• _Goal of the exercise_
Below is a block of entries; repeat exactly the lines starting at the line that contains "not a schema" and ending at the line that contains "if country.dialing_code.is_empty()", both included.

####

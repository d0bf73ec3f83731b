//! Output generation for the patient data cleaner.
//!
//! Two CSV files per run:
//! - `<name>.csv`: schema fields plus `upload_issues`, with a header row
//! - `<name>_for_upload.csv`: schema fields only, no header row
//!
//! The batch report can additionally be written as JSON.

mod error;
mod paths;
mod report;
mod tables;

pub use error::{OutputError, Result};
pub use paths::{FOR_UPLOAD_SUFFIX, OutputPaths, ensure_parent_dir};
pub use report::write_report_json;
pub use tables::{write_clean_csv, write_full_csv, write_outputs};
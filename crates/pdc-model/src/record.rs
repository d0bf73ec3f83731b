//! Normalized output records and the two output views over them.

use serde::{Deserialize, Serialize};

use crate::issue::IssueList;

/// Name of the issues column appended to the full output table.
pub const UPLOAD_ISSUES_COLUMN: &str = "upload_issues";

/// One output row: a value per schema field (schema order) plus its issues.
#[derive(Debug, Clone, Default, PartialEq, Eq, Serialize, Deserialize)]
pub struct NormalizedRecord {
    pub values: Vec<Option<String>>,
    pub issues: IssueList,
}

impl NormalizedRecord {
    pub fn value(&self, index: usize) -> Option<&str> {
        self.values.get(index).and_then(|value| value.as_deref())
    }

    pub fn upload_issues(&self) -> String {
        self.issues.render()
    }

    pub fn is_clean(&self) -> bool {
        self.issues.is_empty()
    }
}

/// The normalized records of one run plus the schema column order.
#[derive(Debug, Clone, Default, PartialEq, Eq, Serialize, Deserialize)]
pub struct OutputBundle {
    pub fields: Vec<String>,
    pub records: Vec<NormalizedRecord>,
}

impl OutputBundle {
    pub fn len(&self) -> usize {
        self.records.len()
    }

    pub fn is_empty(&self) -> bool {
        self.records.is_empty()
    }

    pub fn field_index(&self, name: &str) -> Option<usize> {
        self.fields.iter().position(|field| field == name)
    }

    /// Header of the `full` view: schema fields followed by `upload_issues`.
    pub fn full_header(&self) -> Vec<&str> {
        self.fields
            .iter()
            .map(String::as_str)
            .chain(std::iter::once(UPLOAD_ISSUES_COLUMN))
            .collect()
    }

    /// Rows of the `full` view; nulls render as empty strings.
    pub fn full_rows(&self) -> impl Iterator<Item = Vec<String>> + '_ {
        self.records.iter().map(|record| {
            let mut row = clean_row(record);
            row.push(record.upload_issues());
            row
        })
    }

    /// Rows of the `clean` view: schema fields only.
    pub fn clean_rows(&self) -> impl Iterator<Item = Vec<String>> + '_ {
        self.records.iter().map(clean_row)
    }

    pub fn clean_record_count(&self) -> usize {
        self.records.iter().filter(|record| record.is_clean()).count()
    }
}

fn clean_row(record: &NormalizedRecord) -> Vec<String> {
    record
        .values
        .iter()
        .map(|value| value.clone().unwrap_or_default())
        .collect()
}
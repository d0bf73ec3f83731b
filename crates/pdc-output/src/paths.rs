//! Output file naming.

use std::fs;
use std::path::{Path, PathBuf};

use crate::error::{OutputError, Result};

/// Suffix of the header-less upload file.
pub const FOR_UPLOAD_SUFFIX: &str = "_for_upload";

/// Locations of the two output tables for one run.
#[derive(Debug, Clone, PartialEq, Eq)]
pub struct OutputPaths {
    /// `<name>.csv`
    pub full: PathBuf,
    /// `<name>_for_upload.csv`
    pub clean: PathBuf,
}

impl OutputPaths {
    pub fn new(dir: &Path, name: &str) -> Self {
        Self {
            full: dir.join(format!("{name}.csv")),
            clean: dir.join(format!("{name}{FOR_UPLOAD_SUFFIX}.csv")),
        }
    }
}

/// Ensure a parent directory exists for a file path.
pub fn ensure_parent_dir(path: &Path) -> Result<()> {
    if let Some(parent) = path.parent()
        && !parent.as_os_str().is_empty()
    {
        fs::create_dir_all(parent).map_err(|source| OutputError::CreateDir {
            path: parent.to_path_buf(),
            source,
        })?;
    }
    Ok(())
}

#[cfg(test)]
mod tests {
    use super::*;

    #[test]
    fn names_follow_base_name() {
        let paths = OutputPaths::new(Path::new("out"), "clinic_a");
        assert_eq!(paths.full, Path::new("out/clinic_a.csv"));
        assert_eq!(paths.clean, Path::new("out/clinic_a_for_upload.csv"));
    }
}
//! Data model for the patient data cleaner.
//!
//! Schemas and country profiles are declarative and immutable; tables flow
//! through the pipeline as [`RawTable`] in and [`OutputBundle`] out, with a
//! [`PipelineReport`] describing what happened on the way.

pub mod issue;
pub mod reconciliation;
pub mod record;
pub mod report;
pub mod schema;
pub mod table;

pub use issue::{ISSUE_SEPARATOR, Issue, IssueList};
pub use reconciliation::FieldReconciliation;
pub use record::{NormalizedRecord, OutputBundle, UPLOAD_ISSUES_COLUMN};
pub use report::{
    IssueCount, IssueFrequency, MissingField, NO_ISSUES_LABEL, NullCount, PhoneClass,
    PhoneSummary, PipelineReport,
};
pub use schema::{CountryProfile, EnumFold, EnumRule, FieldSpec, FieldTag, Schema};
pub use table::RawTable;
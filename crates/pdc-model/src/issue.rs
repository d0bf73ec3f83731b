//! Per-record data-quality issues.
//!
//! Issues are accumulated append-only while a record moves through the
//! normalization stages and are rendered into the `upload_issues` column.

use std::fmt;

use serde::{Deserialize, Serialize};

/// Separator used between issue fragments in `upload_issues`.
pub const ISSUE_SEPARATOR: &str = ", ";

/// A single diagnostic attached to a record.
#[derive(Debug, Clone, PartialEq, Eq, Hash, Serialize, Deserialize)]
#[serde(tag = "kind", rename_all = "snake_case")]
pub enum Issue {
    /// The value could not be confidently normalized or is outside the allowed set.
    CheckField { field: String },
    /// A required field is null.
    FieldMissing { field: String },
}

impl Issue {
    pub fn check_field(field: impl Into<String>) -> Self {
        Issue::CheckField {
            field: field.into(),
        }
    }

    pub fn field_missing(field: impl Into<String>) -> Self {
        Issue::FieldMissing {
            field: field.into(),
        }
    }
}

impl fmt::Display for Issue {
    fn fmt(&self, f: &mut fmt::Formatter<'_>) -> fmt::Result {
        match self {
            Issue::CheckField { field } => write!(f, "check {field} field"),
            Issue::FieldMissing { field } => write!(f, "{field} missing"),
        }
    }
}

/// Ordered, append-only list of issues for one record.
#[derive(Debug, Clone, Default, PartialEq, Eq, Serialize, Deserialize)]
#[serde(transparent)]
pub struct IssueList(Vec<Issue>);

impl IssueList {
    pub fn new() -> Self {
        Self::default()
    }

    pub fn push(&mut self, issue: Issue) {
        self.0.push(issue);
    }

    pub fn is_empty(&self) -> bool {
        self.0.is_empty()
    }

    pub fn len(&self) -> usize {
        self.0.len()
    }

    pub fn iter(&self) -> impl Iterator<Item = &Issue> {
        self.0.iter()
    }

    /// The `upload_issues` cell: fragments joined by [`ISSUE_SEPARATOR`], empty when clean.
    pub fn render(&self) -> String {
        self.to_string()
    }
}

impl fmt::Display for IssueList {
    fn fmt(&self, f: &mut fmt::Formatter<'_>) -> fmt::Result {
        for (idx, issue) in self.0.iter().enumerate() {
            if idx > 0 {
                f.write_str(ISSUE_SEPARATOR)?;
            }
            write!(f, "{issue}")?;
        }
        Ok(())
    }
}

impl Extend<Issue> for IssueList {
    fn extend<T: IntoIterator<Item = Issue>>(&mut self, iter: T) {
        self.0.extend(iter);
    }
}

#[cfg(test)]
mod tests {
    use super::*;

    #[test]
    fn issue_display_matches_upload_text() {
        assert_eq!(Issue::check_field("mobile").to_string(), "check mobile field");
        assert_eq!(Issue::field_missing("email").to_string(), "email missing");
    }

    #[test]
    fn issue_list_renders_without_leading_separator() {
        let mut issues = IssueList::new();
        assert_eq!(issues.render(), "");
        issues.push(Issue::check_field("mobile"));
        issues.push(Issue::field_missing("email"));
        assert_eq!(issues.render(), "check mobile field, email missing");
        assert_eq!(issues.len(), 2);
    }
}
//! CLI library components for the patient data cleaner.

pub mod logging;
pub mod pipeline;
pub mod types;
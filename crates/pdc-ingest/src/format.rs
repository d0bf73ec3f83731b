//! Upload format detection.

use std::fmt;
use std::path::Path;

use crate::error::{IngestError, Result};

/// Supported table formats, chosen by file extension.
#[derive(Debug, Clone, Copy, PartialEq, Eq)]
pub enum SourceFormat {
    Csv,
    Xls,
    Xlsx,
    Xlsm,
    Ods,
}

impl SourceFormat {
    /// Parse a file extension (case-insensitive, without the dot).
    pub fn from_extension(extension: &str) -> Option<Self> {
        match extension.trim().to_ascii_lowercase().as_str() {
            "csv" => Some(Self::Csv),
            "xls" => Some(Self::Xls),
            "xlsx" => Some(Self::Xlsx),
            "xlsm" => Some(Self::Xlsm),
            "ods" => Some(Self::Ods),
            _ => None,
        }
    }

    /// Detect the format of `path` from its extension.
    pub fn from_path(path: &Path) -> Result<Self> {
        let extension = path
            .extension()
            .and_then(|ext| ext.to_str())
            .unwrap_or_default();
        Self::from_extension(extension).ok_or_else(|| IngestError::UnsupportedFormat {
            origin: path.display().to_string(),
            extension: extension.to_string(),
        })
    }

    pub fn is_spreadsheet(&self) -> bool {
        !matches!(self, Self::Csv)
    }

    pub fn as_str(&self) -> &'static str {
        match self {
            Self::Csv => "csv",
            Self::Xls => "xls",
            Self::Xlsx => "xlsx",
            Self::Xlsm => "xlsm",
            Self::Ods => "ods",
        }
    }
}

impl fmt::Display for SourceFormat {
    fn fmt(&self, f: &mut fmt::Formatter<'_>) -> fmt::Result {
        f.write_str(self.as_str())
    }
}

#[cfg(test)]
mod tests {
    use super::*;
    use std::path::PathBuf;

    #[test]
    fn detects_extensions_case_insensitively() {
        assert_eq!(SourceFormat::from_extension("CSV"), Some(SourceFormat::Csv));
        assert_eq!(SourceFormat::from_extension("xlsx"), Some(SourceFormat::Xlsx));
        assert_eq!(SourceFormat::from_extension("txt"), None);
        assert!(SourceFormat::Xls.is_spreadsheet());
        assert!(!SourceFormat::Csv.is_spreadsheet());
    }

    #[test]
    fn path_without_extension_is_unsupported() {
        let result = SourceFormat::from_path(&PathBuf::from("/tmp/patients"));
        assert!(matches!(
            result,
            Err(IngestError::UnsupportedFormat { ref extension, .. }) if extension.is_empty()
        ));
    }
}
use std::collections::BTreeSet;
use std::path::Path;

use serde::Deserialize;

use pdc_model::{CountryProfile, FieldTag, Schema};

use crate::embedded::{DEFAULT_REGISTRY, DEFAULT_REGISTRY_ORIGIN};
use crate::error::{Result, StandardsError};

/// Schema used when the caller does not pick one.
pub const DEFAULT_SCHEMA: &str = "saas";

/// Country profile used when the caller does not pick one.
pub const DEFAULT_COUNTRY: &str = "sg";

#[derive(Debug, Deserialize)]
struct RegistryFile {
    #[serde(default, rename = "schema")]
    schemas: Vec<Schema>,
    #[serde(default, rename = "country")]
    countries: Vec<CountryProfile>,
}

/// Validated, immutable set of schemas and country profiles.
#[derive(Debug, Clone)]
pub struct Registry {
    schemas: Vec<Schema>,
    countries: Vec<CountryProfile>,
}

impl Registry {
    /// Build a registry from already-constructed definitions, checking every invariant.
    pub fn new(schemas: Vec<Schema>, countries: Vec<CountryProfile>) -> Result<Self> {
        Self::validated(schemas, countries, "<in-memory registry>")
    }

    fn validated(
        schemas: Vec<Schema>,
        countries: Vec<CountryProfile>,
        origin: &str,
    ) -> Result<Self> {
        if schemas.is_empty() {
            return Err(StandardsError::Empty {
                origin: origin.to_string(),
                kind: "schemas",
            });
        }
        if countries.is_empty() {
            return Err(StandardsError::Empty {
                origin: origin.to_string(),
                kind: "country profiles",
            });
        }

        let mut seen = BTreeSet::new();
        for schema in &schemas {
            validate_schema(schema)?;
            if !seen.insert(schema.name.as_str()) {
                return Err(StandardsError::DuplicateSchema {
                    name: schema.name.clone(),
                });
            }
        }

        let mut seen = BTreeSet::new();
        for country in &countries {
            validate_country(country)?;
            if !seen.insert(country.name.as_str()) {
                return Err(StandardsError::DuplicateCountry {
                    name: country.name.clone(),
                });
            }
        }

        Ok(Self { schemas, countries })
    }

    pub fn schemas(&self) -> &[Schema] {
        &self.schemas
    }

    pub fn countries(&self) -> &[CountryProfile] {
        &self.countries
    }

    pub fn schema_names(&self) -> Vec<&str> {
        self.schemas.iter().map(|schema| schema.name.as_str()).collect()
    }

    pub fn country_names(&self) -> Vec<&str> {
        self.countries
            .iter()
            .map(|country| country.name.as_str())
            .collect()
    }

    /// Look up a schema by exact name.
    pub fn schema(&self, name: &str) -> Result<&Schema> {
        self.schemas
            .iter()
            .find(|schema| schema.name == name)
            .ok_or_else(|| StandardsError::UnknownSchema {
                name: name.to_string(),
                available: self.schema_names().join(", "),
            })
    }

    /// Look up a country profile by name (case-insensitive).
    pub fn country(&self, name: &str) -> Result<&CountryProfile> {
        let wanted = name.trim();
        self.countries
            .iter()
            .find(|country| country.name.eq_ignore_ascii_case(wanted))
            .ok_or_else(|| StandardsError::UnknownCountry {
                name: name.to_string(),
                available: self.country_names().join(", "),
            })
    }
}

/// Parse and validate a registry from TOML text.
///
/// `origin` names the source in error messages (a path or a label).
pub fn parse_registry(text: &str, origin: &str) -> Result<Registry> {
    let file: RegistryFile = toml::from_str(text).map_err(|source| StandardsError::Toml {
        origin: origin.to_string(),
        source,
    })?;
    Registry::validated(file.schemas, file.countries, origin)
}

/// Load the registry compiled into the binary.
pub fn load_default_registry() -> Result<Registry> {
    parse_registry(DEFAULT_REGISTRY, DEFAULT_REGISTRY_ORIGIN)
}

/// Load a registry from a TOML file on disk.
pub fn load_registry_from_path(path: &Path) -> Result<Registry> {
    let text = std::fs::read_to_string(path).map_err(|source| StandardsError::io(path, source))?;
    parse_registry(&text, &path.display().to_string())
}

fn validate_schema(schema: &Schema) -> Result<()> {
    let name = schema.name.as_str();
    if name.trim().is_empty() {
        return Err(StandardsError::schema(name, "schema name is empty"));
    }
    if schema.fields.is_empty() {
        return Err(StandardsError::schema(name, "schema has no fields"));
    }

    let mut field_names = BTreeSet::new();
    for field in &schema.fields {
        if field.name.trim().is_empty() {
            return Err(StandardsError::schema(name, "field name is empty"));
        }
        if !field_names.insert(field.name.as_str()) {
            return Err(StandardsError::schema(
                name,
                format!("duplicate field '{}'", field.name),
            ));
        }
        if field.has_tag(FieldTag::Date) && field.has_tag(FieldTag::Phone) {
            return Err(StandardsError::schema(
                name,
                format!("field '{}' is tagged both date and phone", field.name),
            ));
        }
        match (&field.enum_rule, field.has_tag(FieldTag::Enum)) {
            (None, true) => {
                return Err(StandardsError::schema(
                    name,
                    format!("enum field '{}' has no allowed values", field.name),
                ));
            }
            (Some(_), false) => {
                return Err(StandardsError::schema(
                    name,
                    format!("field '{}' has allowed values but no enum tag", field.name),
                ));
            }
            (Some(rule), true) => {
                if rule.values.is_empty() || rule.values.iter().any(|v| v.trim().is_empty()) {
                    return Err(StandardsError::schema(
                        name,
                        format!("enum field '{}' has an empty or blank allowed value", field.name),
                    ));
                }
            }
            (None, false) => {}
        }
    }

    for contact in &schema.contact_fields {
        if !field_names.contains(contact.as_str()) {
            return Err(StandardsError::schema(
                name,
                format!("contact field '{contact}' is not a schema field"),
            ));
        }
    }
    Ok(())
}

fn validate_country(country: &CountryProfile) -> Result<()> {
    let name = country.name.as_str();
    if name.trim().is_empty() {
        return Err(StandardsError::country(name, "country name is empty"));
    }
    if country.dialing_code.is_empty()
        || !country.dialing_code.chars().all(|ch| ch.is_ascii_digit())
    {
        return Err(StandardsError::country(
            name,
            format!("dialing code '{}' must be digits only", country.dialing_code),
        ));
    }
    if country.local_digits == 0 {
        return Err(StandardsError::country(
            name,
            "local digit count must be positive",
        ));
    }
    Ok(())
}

####

• _The answer_
                format!("contact field '{contact}' is not a schema field"),
            ));
        }
    }
    Ok(())
}

fn validate_country(country: &CountryProfile) -> Result<()> {
    let name = country.name.as_str();
    if name.trim().is_empty() {
        return Err(StandardsError::country(name, "country name is empty"));
    }
    if country.dialing_code.is_empty()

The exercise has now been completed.